[Saved entries]
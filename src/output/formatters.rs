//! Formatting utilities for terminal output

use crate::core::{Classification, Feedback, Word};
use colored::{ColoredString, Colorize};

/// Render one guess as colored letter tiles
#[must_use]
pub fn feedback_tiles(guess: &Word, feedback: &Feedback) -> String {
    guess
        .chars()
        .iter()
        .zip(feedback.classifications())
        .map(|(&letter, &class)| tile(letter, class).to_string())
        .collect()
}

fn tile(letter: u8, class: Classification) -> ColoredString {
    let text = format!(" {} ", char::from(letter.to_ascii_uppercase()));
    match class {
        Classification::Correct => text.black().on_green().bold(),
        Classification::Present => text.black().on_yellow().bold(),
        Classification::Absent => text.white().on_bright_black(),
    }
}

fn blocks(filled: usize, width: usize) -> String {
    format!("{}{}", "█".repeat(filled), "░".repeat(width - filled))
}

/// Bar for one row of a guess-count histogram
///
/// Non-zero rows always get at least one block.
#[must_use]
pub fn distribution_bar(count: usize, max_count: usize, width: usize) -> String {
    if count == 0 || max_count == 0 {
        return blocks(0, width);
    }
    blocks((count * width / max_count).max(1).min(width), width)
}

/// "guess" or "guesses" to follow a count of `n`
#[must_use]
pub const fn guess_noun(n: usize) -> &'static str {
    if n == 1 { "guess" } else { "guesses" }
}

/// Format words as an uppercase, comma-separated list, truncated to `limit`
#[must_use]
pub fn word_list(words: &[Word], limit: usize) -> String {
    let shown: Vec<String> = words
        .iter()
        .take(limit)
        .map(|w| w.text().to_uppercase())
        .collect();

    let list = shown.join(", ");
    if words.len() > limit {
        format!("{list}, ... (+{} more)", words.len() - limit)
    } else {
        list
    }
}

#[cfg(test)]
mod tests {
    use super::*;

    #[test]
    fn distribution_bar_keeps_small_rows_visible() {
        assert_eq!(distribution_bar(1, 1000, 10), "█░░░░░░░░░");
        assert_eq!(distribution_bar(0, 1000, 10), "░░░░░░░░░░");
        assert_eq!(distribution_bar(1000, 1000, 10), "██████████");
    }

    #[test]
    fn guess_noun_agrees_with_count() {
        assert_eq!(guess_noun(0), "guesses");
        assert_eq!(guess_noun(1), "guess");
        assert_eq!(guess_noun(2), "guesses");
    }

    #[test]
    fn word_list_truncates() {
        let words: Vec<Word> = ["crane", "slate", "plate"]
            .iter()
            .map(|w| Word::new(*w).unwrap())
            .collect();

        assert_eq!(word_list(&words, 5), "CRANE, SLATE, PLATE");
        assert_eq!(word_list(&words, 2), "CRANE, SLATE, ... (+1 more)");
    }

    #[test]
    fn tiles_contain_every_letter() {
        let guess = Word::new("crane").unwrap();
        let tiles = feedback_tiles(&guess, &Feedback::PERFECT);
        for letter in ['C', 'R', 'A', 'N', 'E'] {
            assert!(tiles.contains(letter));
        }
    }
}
* * *
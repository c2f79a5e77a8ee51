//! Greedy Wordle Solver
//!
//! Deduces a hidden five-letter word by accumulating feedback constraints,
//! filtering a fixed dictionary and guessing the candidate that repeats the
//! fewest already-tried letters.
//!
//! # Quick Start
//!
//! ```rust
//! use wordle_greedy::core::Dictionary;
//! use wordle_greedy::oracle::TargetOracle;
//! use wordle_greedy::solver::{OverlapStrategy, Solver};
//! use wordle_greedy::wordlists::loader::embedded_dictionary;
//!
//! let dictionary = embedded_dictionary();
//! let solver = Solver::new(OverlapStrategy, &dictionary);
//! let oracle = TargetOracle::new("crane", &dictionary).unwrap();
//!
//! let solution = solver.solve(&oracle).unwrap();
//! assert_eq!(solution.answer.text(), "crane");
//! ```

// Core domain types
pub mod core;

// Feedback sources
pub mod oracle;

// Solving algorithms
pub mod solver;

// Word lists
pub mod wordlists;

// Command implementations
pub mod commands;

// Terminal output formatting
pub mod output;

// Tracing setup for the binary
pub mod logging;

**EXERCISE OBJECTIVE**
Starting from the data above, filter for lines with "output" and copy each one.

**PROBLEM SOLUTION**
filename src/output/formatters.rs
//! Formatting utilities for terminal output
// Terminal output formatting
pub mod output;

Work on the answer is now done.